Significance and Use
4.1 This test method covers the evaluation of asbestos textiles with regard to (1) quality and (2) elevated temperature serviceability characteristics. Since asbestos textiles are usually composed of blends of asbestos with cotton or other organic carrier fibers, the latter being present in amounts up to 25 %, temperatures above 150°C [300°F] will promote the degradation of the cotton content and will reduce the structural reinforcement derived therefrom. In the higher grade asbestos textiles, wherein little or no carrier fibers are used and in which the longer asbestos fibers are necessary if a satisfactory yarn is to be produced, the degradation in strength resulting from heat-aging up to 540°C [1000°F] is low. In the case of the lower grade asbestos textiles, however, wherein amounts from 15 to 25 % carrier fibers are incorporated, asbestos fibers having shorter lengths may be utilized. Under the relatively low service temperatures to which such materials may be subjected, neither the cotton nor the cloth properties are greatly affected. However, the strength-imparting influence of the carrier fibers is reduced at elevated temperatures and the entwining properties of the shorter asbestos fibers primarily serve to establish the resultant tensile strength and other physical properties of the textile. In view of this, elevated temperature tests may serve to indicate the asbestos fiber grade or quality that may be used in a textile construction.

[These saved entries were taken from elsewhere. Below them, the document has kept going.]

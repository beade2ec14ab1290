//! Greenwait - carbon-aware deferred execution of completion requests.
//!
//! Clients submit a prompt together with a window (6, 12, 24 or 48 hours).
//! Instead of running it immediately, greenwait holds the job until the
//! electricity grid is cleaner than it was at submission, or until the
//! window runs out, and then sends it to the completion provider.
//!
//! # Core Concepts
//!
//! - **Job**: a prompt with its window, the grid intensity captured at
//!   submission (the baseline) and its lifecycle state. See [`Job`].
//!
//! - **Store**: the [`JobStore`] trait guards every state change with a
//!   compare-and-swap, so concurrent scheduler loops never execute a job
//!   twice. [`InMemoryJobStore`] backs tests and single-process use.
//!
//! - **Oracle**: the [`IntensityOracle`] caches the latest grid reading and
//!   a bounded history, and keeps serving the last good reading marked stale
//!   when the upstream provider fails.
//!
//! - **Policy**: [`DispatchPolicy`] is a pure decision over a job, the
//!   current reading and the history.
//!
//! - **Runtime**: the [`SchedulerLoop`] ticks, evaluates pending jobs and
//!   hands claimed ones to the [`ExecutionAdapter`]; the [`ResultRecorder`]
//!   writes outcomes back with a bounded retry.
//!
//! - **Intake**: [`Intake`] validates submissions and serves the read model.
//!
//! # Feature Flags
//!
//! - `postgres` - PostgreSQL job store via sqlx
//! - `metrics` - Prometheus metrics support
//!
//! # Example
//!
//! ```ignore
//! use std::sync::Arc;
//! use greenwait::*;
//!
//! let config = GreenwaitConfig::from_env()?;
//! let credentials = Credentials::from_env()?;
//!
//! let store: Arc<dyn JobStore> = Arc::new(InMemoryJobStore::new());
//! let source = ElectricityMapsSource::new(config.oracle.clone(), credentials.electricity_maps_key)?;
//! let oracle = Arc::new(IntensityOracle::new(Arc::new(source), &config.oracle));
//! oracle.prime().await;
//!
//! let provider = AzureOpenAiProvider::new(&config.execution, credentials.azure_openai_key)?;
//! let adapter = Arc::new(ExecutionAdapter::new(Arc::new(provider), config.execution.clone()));
//!
//! let scheduler = Arc::new(
//!     SchedulerLoopBuilder::new(config.scheduler.clone())
//!         .with_store(store.clone())
//!         .with_oracle(oracle.clone())
//!         .with_adapter(adapter)
//!         .build()?,
//! );
//! scheduler.start().await?;
//!
//! let intake = Intake::new(store, oracle, config.intake.clone(), config.oracle.zone_name.clone());
//! let id = intake.submit(IntakeRequest::new("write a haiku", "gpt-4o-mini", "12 hr")).await?;
//! ```

/// Configuration for the loop, the oracle, execution, retries and intake.
pub mod config;

/// Error types.
///
/// [`SchedulerError`] covers every store, oracle and intake failure;
/// [`ExecutionError`] describes a single failed completion call.
pub mod error;

/// Lifecycle events and the in-process event bus.
pub mod events;

/// Completion providers and the execution adapter.
pub mod execution;

/// Job submission and the client read model.
pub mod intake;

/// Grid intensity sources and the caching oracle.
pub mod intensity;

/// Core job types: [`Job`], [`JobId`], [`JobStatus`] and [`Window`].
pub mod job;

#[cfg(feature = "metrics")]
/// Prometheus metrics, enabled by the `metrics` feature.
pub mod metrics;

#[cfg(feature = "postgres")]
/// PostgreSQL persistence implementation.
///
/// The `persistence` module provides a PostgreSQL-backed [`JobStore`]
/// when the `postgres` feature is enabled.
pub mod persistence;

/// The dispatch decision.
pub mod policy;

/// Writing execution outcomes back to the store.
pub mod recorder;

/// The scheduler loop and its builder.
///
/// - [`SchedulerLoop`] - ticks, claims and spawns executions
/// - [`SchedulerLoopBuilder`] - dependency wiring
/// - [`ShutdownToken`] - graceful shutdown signaling
/// - [`TickReport`] - per-tick counters
pub mod runtime;

/// Job storage with compare-and-swap transitions.
pub mod store;

/// Tracing spans and telemetry helpers.
pub mod telemetry;

pub use config::{
    Credentials, ExecutionConfig, GreenwaitConfig, IntakeConfig, OracleConfig, PersistenceConfig,
    PolicyConfig, RetryConfig, SchedulerConfig,
};
pub use error::{ExecutionError, SchedulerError};
pub use events::{
    EventMeta, EventPayload, EventPublisher, EventSubscriber, InProcEventBus, SchedulerEvent,
};
pub use execution::{
    AzureOpenAiProvider, ChatMessage, CompletionProvider, CompletionRequest, CompletionResponse,
    ExecutionAdapter, Role,
};
pub use intake::{Intake, IntakeRequest, IntensityView, JobView};
pub use intensity::{ElectricityMapsSource, IntensityOracle, IntensitySample, IntensitySource};
pub use job::{CompletionResult, Job, JobId, JobStatus, Window};
pub use policy::{DispatchPolicy, DispatchReason, should_dispatch};
pub use recorder::{RecordOutcome, ResultRecorder, retries_exhausted};
pub use runtime::{ExecutionWorker, SchedulerLoop, SchedulerLoopBuilder, ShutdownToken, TickReport};
pub use store::{InMemoryJobStore, JobStore, JobUpdate};

#[cfg(feature = "postgres")]
pub use persistence::PostgresJobStore;
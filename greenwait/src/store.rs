use std::collections::HashMap;
use std::sync::Arc;

use async_trait::async_trait;
use chrono::{DateTime, Utc};
use parking_lot::RwLock;
use serde::{Deserialize, Serialize};

use crate::error::{Result, SchedulerError};
use crate::job::{CompletionResult, Job, JobId, JobStatus};

/// Field changes applied together with a status transition.
///
/// `dispatched_at` and `dispatch_intensity` are set-once: backends ignore
/// them when the job already carries a value. `attempt_started_at` only
/// survives on a job that ends up dispatched.
///
/// `expected_attempt` is part of the compare-and-swap rather than a field
/// change: when set, the transition only applies while the job's
/// `retry_count` still equals it. A job enters `dispatched` once per
/// `retry_count`, so the pair (status, retry_count) names one attempt.
#[derive(Clone, Debug, Default, PartialEq, Serialize, Deserialize)]
pub struct JobUpdate {
    pub expected_attempt: Option<u32>,
    pub dispatched_at: Option<DateTime<Utc>>,
    pub dispatch_intensity: Option<f64>,
    pub latest_intensity: Option<f64>,
    pub attempt_started_at: Option<DateTime<Utc>>,
    pub result: Option<CompletionResult>,
    pub retry_count: Option<u32>,
    pub last_error: Option<String>,
}

impl JobUpdate {
    /// Claim a pending job for execution.
    pub fn dispatch(now: DateTime<Utc>, intensity: f64) -> Self {
        Self {
            dispatched_at: Some(now),
            dispatch_intensity: Some(intensity),
            latest_intensity: Some(intensity),
            attempt_started_at: Some(now),
            ..Self::default()
        }
    }

    pub fn refresh_intensity(intensity: f64) -> Self {
        Self {
            latest_intensity: Some(intensity),
            ..Self::default()
        }
    }

    pub fn complete(result: CompletionResult) -> Self {
        Self {
            result: Some(result),
            ..Self::default()
        }
    }

    pub fn requeue(retry_count: u32, error: impl Into<String>) -> Self {
        Self {
            retry_count: Some(retry_count),
            last_error: Some(error.into()),
            ..Self::default()
        }
    }

    pub fn fail(error: impl Into<String>) -> Self {
        Self {
            last_error: Some(error.into()),
            ..Self::default()
        }
    }

    /// Only apply while the job is still on attempt `retry_count`.
    pub fn for_attempt(mut self, retry_count: u32) -> Self {
        self.expected_attempt = Some(retry_count);
        self
    }

    /// Apply to an in-memory record that has already passed the CAS check.
    pub fn apply(self, job: &mut Job, to: JobStatus, now: DateTime<Utc>) {
        if job.dispatched_at.is_none() {
            job.dispatched_at = self.dispatched_at;
        }
        if job.dispatch_intensity.is_none() {
            job.dispatch_intensity = self.dispatch_intensity;
        }
        if let Some(intensity) = self.latest_intensity {
            job.latest_intensity = intensity;
        }
        if let Some(result) = self.result {
            job.result = Some(result);
        }
        if let Some(retry_count) = self.retry_count {
            job.retry_count = retry_count;
        }
        if let Some(error) = self.last_error {
            job.last_error = Some(error);
        }
        job.attempt_started_at = match to {
            JobStatus::Dispatched => self.attempt_started_at.or(job.attempt_started_at),
            _ => None,
        };
        job.status = to;
        job.updated_at = now;
    }
}

/// Persistent job records with compare-and-swap status transitions.
///
/// The CAS on `transition` is the only thing standing between two
/// scheduler loops and a double dispatch.
#[async_trait]
pub trait JobStore: Send + Sync {
    /// Persist a freshly created job.
    async fn insert(&self, job: Job) -> Result<()>;

    async fn get(&self, id: JobId) -> Result<Job>;

    /// Jobs in `status`, ordered by deadline then creation time.
    async fn list_status(&self, status: JobStatus) -> Result<Vec<Job>>;

    /// All jobs ordered by creation time.
    async fn list(&self) -> Result<Vec<Job>>;

    /// Move `id` from `from` to `to` if it is still in `from`.
    ///
    /// Fails with `InvalidTransition` for an illegal edge, with
    /// `StateConflict` when another writer got there first and with
    /// `AttemptConflict` when `update.expected_attempt` names an attempt
    /// the job has moved past. Returns the record as written.
    async fn transition(
        &self,
        id: JobId,
        from: JobStatus,
        to: JobStatus,
        update: JobUpdate,
    ) -> Result<Job>;

    async fn list_pending(&self) -> Result<Vec<Job>> {
        self.list_status(JobStatus::Pending).await
    }
}

fn by_deadline(a: &Job, b: &Job) -> std::cmp::Ordering {
    a.deadline
        .cmp(&b.deadline)
        .then_with(|| a.created_at.cmp(&b.created_at))
}

/// Process-local store. Each transition replaces the whole record under
/// the write lock, so readers never observe a torn job.
#[derive(Clone, Debug, Default)]
pub struct InMemoryJobStore {
    jobs: Arc<RwLock<HashMap<JobId, Job>>>,
}

impl InMemoryJobStore {
    pub fn new() -> Self {
        Self::default()
    }

    pub fn len(&self) -> usize {
        self.jobs.read().len()
    }

    pub fn is_empty(&self) -> bool {
        self.jobs.read().is_empty()
    }
}

#[async_trait]
impl JobStore for InMemoryJobStore {
    async fn insert(&self, job: Job) -> Result<()> {
        let mut jobs = self.jobs.write();
        if jobs.contains_key(&job.id) {
            return Err(anyhow::anyhow!("job {} already exists", job.id).into());
        }
        jobs.insert(job.id, job);
        Ok(())
    }

    async fn get(&self, id: JobId) -> Result<Job> {
        self.jobs
            .read()
            .get(&id)
            .cloned()
            .ok_or(SchedulerError::NotFound(id))
    }

    async fn list_status(&self, status: JobStatus) -> Result<Vec<Job>> {
        let mut jobs: Vec<Job> = self
            .jobs
            .read()
            .values()
            .filter(|j| j.status == status)
            .cloned()
            .collect();
        jobs.sort_by(by_deadline);
        Ok(jobs)
    }

    async fn list(&self) -> Result<Vec<Job>> {
        let mut jobs: Vec<Job> = self.jobs.read().values().cloned().collect();
        jobs.sort_by(|a, b| a.created_at.cmp(&b.created_at).then_with(|| a.id.0.cmp(&b.id.0)));
        Ok(jobs)
    }

    async fn transition(
        &self,
        id: JobId,
        from: JobStatus,
        to: JobStatus,
        update: JobUpdate,
    ) -> Result<Job> {
        if !from.can_transition_to(to) {
            return Err(SchedulerError::InvalidTransition { from, to });
        }

        let mut jobs = self.jobs.write();
        let current = jobs.get(&id).ok_or(SchedulerError::NotFound(id))?;
        if current.status != from {
            return Err(SchedulerError::StateConflict {
                job_id: id,
                expected: from,
                actual: current.status,
            });
        }
        if let Some(expected) = update.expected_attempt {
            if current.retry_count != expected {
                return Err(SchedulerError::AttemptConflict {
                    job_id: id,
                    expected,
                    actual: current.retry_count,
                });
            }
        }

        let mut next = current.clone();
        update.apply(&mut next, to, Utc::now());
        jobs.insert(id, next.clone());
        Ok(next)
    }
}
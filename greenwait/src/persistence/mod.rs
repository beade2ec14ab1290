/// PostgreSQL implementation of [`crate::store::JobStore`].
pub mod postgres;

pub use postgres::PostgresJobStore;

4.2 Another use and perhaps more practical application for the information to be derived from elevated temperature studies is the revelation of the ability of a subject textile to withstand known elevated temperature service conditions. It will be appreciated that temperature alone may not be the only degratory influence in the destruction of such materials; however, under normal operating conditions, high temperatures are usually the dominating factors in such degradation. The results obtained through such investigations therefore may be interpreted in terms of elevated temperature serviceability.
1.1 This test method covers the heat aging of asbestos textiles. It may be used to determine the resistance to the deterioration of tensile strength at temperatures up to 450°C [800°F].
1.2 The values stated in either SI units or inch-pound units are to be regarded separately as standard. The values stated in each system may not be exact equivalents; therefore, each system shall be used independently of the other. Combining values from the two systems may result in non-conformance with the standard.
1.3 Warning—Breathing of asbestos dust is hazardous. Asbestos and asbestos products present demonstrated health risks for users and for those with whom they come into contact. In addition to other precautions, when working with asbestos-cement products, minimize the dust that results. For information on the safe use of chrysoltile asbestos, refer to “Safe Use of Chrysotile Asbestos: A Manual on Preventive and Control Measures.”
1.4 This standard does not purport to address all of the safety concerns, if any, associated with its use. It is the responsibility of the user of this standard to establish appropriate safety and health practices and determine the applicability of regulatory limitations prior to use. For specific safety hazard, see .
1.5 This international standard was developed in accordance with internationally recognized principles on standardization established in the Decision on Principles for the Development of International Standards, Guides and Recommendations issued by the World Trade Organization Technical Barriers to Trade (TBT) Committee.